La primera reacción desde el exterior fue el rechazo a la sublevación militar. El golpe de Estado ha sido condenado por distintas organizaciones internacionales como la ONU, la Unión Europea y la Unión Africana. Desde Europa, se suspendieron sus misiones militares en Mali, que se reanudarán una vez normalizada la situación. Las medidas más duras han venido por parte de las organizaciones regionales: tanto la CEDEAO (Comunidad Económica de Estados de África Occidental) como la Unión Africana han suspendido al Estado maliense de todos sus organismos de decisión. Los países de esta Comunidad Económica  han cerrado también sus fronteras con Mali. Entre otras sanciones, la CEDEAO decretó un embargo comercial parcial al país.  Además, se exige a los líderes del golpe que acepten un Gobierno de transición dirigido por civiles. Este debería terminar en un año, cuando se proclamarían elecciones democráticas.

Un nuevo obstáculo para la migración

La República de Mali supone un punto clave en una de las dos rutas migratorias principales: la Ruta del África Occidental. Miles de personas procedentes de Senegal, Gana o Costa de Marfil entre otros cruzan el país con intención de llegar a Libia o Marruecos y, posteriormente, a Europa. De él también emigran una gran cantidad de personas cada año (un 6’4% de su población en 2019).

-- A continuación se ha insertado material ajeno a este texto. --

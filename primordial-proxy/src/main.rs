//! The deployed proxy binary.
//!
//! Reads its configuration document — session token, routes, real keys —
//! from standard input until EOF, binds every listener, emits the
//! readiness marker on standard error, and serves until killed. The
//! orchestrator's signal (via VM teardown) terminates the process, which
//! closes all listeners and aborts in-flight forwards; exit is nonzero on
//! any failure path.
//!
//! Secrets arrive on stdin only. They are never written to argv,
//! environment, or disk, and never echoed to stderr.

use primordial_proxy::ProxyConfig;
use std::io::Read;

fn main() {
    std::process::exit(run());
}

fn run() -> i32 {
    let mut raw = Vec::new();
    if std::io::stdin().read_to_end(&mut raw).is_err() {
        eprintln!("primordial-proxy: failed to read configuration");
        return 2;
    }

    let config = match ProxyConfig::from_json(&raw) {
        Ok(config) => config,
        Err(e) => {
            // The error never contains secret material; config parse
            // failures report structure, not content.
            eprintln!("primordial-proxy: {e}");
            return 2;
        }
    };

    let server = match primordial_proxy::serve(config) {
        Ok(server) => server,
        Err(e) => {
            eprintln!("primordial-proxy: {e}");
            return 1;
        }
    };

    eprintln!("{}", server.ready_line());
    server.join();
    1
}
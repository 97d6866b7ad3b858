//! The agent-registry contract.

use crate::error::SandboxError;
use async_trait::async_trait;
use std::path::PathBuf;

/// Fetches an agent archive by URL and optional ref, returning a local
/// directory containing the agent's code and its `agent.yaml`.
///
/// This is a named contract for an external collaborator — the registry
/// client, git fetcher, or local-directory passthrough all implement it.
/// The core never interprets the URL.
#[async_trait]
pub trait AgentResolver: Send + Sync {
    /// Resolve `url` (at `reference`, if given) to a local directory.
    async fn resolve(&self, url: &str, reference: Option<&str>) -> Result<PathBuf, SandboxError>;
}

#[cfg(test)]
mod tests {
    use super::*;

    fn _assert_send_sync<T: Send + Sync>() {}

    #[test]
    fn resolver_is_object_safe_send_sync() {
        _assert_send_sync::<Box<dyn AgentResolver>>();
    }
}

Sin embargo, la zona del Sahel se ha caracterizado en los últimos años por una inseguridad creciente debida, en gran parte, a la presencia del yihadismo. En este aspecto, Mali sería el epicentro del terrorismo islámico, con varios grupos fundamentalistas actuando impunemente en el territorio. Esta situación hizo que la Unión Europea activase en 2013 la Misión de Entrenamiento de la Unión Europea en Malí (EUTM Mali), con el fin aportar entrenamiento militar al Ejercito maliense.

El nuevo golpe de Estado ha complicado aún más los flujos migratorios de la región. A los peligros asociados a estas rutas (violencia física, tráfico de personas, robos…) se les une la suspensión de las misiones europeas y el cierre de las fronteras con los países vecinos. Aun con el apoyo ciudadano, Mali continúa en una situación de gran inestabilidad cuya solución aún parece lejana.